When a Woman Rises by Christine Eber

Author:  Christine Eber

The cover to When a Woman Rises by Christine EberEl Paso, Texas. Cinco Puntos Press. 2018. 208 pages.

Weaving together the voices of Lucia and Magdalena, two Maya women friends, Christine Eber, like the backstrap-loom weavers in the novel, exquisitely crafts a complex and compassionate picture of the lives of Maya people in the highland of Chiapas. Readers will be moved by the daunting challenges these women face and the dramatic twists and turns their stories take. Magdalena chooses a traditional path; Lucia, a frightening, uncharted one. All along, the struggle to survive while remaining faithful to their ancestors’ teachings hovers in the background.  

In their choices, Magdalena and Lucia come up against the traditional gender system that keeps women from advancing: a girl can’t pursue higher education; she can’t meet with and talk with her future husband before he comes to petition her parents to marry her. Parents don’t always respect their daughters’ wishes. As adults, excessive family responsibilities prevent women from taking on leadership roles. The reader turns pages to learn whether the two women will be able to work toward a new gender consciousness.

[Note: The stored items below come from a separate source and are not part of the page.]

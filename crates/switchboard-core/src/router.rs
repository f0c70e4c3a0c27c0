//! Message routing: applies routing rules to an inbound message
//!
//! Every enabled rule that matches contributes its effects: interception of
//! the original (sticky once set) and forwarded copies to an explicit agent
//! or to every agent holding a role. Forwards the communication matrix does
//! not permit are dropped with a warning.

use std::sync::Arc;

use chrono::Utc;
use tracing::{debug, warn};

use crate::directory::AgentDirectory;
use crate::matrix::CommunicationMatrix;
use crate::rules::{RoutingRule, RuleStore};
use crate::types::{AgentInfo, AgentMessage, AgentRole, MessagePriority};

/// A message ready to be queued, tagged with its delivery bucket
#[derive(Debug, Clone, PartialEq)]
pub struct RoutedMessage {
    pub message: AgentMessage,
    pub priority: MessagePriority,
}

/// Result of routing one message
#[derive(Debug, Clone, Default)]
pub struct RouteOutcome {
    /// Original (unless intercepted) followed by forwarded copies
    pub messages: Vec<RoutedMessage>,
    /// Whether any matching rule suppressed the original delivery
    pub intercepted: bool,
    /// Ids of every rule that matched the original, in evaluation order
    pub applied_rule_ids: Vec<String>,
}

impl RouteOutcome {
    /// The original message, if it survived routing
    pub fn original(&self) -> Option<&RoutedMessage> {
        self.messages.iter().find(|m| !m.message.is_forwarded())
    }

    pub fn forwarded(&self) -> impl Iterator<Item = &RoutedMessage> {
        self.messages.iter().filter(|m| m.message.is_forwarded())
    }
}

/// A forwarded copy awaiting its tags and transform
struct PendingForward<'a> {
    copy: AgentMessage,
    rule: &'a RoutingRule,
    target_role: AgentRole,
}

pub struct MessageRouter {
    rules: Arc<RuleStore>,
    directory: Arc<dyn AgentDirectory>,
    matrix: Arc<CommunicationMatrix>,
}

impl MessageRouter {
    pub fn new(
        rules: Arc<RuleStore>,
        directory: Arc<dyn AgentDirectory>,
        matrix: Arc<CommunicationMatrix>,
    ) -> Self {
        Self {
            rules,
            directory,
            matrix,
        }
    }

    pub fn rules(&self) -> &Arc<RuleStore> {
        &self.rules
    }

    pub fn directory(&self) -> &Arc<dyn AgentDirectory> {
        &self.directory
    }

    pub fn matrix(&self) -> &CommunicationMatrix {
        &self.matrix
    }

    /// Route a message against the current rule snapshot
    pub async fn route(&self, message: AgentMessage) -> RouteOutcome {
        let rules = self.rules.snapshot().await;
        let sender_role = self.role_of(&message.sender_id).await;
        let receiver_role = self.role_of(&message.receiver_id).await;

        let mut intercepted = false;
        let mut original_priority: Option<MessagePriority> = None;
        let mut applied_rule_ids = Vec::new();
        let mut forwards: Vec<PendingForward> = Vec::new();

        for rule in rules.iter().filter(|r| r.enabled) {
            if !rule.matches(&message, sender_role, receiver_role) {
                continue;
            }
            debug!(
                "Router: rule '{}' matched message {} ({} -> {})",
                rule.id, message.id, message.sender_id, message.receiver_id
            );
            applied_rule_ids.push(rule.id.clone());
            original_priority = original_priority.max(Some(rule.priority));

            if rule.intercept_original {
                intercepted = true;
            }
            if rule.forwards() {
                for target in self.forward_targets(rule).await {
                    if let Some(copy) = self.forward_copy(rule, &message, sender_role, &target) {
                        forwards.push(PendingForward {
                            copy,
                            rule,
                            target_role: target.role,
                        });
                    }
                }
            }
        }

        // The original receiver already gets the message unless it was intercepted
        if !intercepted {
            forwards.retain(|f| {
                let keep = f.copy.receiver_id != message.receiver_id;
                if !keep {
                    debug!(
                        "Router: rule '{}' skips a copy of {} to its own receiver '{}'",
                        f.rule.id, message.id, message.receiver_id
                    );
                }
                keep
            });
        }

        let mut messages = Vec::with_capacity(forwards.len() + 1);
        if intercepted {
            debug!("Router: original message {} intercepted", message.id);
        } else {
            messages.push(RoutedMessage {
                message,
                priority: original_priority.unwrap_or_default(),
            });
        }

        for PendingForward {
            mut copy,
            rule,
            target_role,
        } in forwards
        {
            copy.metadata_mut().applied_rule_ids = applied_rule_ids.clone();
            let copy = match &rule.transform {
                Some(transform) => transform.apply(copy),
                None => copy,
            };
            let priority = self
                .priority_of_forward(&rules, &copy, sender_role, target_role)
                .max(rule.priority);
            messages.push(RoutedMessage {
                message: copy,
                priority,
            });
        }

        RouteOutcome {
            messages,
            intercepted,
            applied_rule_ids,
        }
    }

    async fn role_of(&self, agent_id: &str) -> Option<AgentRole> {
        self.directory.resolve(agent_id).await.map(|a| a.role)
    }

    async fn forward_targets(&self, rule: &RoutingRule) -> Vec<AgentInfo> {
        if let Some(id) = &rule.forward_target_id {
            return match self.directory.resolve(id).await {
                Some(agent) => vec![agent],
                None => {
                    warn!("Router: rule '{}' forwards to unknown agent '{}'", rule.id, id);
                    Vec::new()
                }
            };
        }
        match rule.forward_target_role {
            Some(role) => self.directory.by_role(role).await,
            None => Vec::new(),
        }
    }

    fn forward_copy(
        &self,
        rule: &RoutingRule,
        message: &AgentMessage,
        sender_role: Option<AgentRole>,
        target: &AgentInfo,
    ) -> Option<AgentMessage> {
        let allowed =
            sender_role.is_some_and(|from| self.matrix.can_communicate(from, target.role));
        if !allowed {
            warn!(
                "Router: rule '{}' cannot forward {} from '{}' to '{}' ({}): roles may not communicate",
                rule.id, message.id, message.sender_id, target.id, target.role
            );
            return None;
        }

        let mut copy = message.clone();
        copy.id = uuid::Uuid::new_v4().to_string();
        copy.created_at = Utc::now();
        copy.receiver_id = target.id.clone();
        let meta = copy.metadata_mut();
        meta.forwarded = true;
        meta.original_receiver_id = Some(message.receiver_id.clone());
        debug!(
            "Router: rule '{}' forwarded {} to '{}' as {}",
            rule.id, message.id, target.id, copy.id
        );
        Some(copy)
    }

    /// Highest priority among enabled rules matching a forwarded copy
    fn priority_of_forward(
        &self,
        rules: &[RoutingRule],
        copy: &AgentMessage,
        sender_role: Option<AgentRole>,
        target_role: AgentRole,
    ) -> MessagePriority {
        rules
            .iter()
            .filter(|r| r.enabled && r.matches(copy, sender_role, Some(target_role)))
            .map(|r| r.priority)
            .max()
            .unwrap_or_default()
    }
}
/// Partial update for a stored rule. `None` leaves a field untouched; the
/// nested options clear a filter when set to `Some(None)`.
#[derive(Default, Clone)]
pub struct RulePatch {
    pub description: Option<String>,
    pub priority: Option<MessagePriority>,
    pub sender_role: Option<Option<AgentRole>>,
    pub receiver_role: Option<Option<AgentRole>>,
    pub message_type: Option<Option<MessageType>>,
    pub keywords: Option<Vec<String>>,
    pub enabled: Option<bool>,
    pub forward_target_role: Option<Option<AgentRole>>,
    pub forward_target_id: Option<Option<String>>,
    pub intercept_original: Option<bool>,
    pub transform: Option<Option<Arc<dyn MessageTransform>>>,
}

impl RulePatch {
    fn apply_to(self, rule: &mut RoutingRule) {
        if let Some(v) = self.description {
            rule.description = v;
        }
        if let Some(v) = self.priority {
            rule.priority = v;
        }
        if let Some(v) = self.sender_role {
            rule.sender_role = v;
        }
        if let Some(v) = self.receiver_role {
            rule.receiver_role = v;
        }
        if let Some(v) = self.message_type {
            rule.message_type = v;
        }
        if let Some(v) = self.keywords {
            rule.keywords = v;
        }
        if let Some(v) = self.enabled {
            rule.enabled = v;
        }
        if let Some(v) = self.forward_target_role {
            rule.forward_target_role = v;
        }
        if let Some(v) = self.forward_target_id {
            rule.forward_target_id = v;
        }
        if let Some(v) = self.intercept_original {
            rule.intercept_original = v;
        }
        if let Some(v) = self.transform {
            rule.transform = v;
        }
    }
}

The novel poignantly reflects the grinding reality of these people’s extreme poverty: families only own tiny pieces of land; the men are forced to work far away for months. Meanwhile, women stay behind to care for their children, home, cornfields, and animals—a hardship in itself. But there is so much more they must deal with in their desperate search for alternatives to counter poverty.  

A salient thread throughout the story is their culture’s quest for respectful interaction among people and between people and their deities, both ancestral and Christian—essential to maintaining balance in a community acutely vulnerable to outer pressures and inner conflicts. Christine Eber has written a striking novel that reflects these challenges as well as underscoring the wisdom of Maya culture, which has allowed its people to survive thousands of years under difficult conditions. Her compelling narrative not only shows why these people deserve our respect but moves the reader greatly.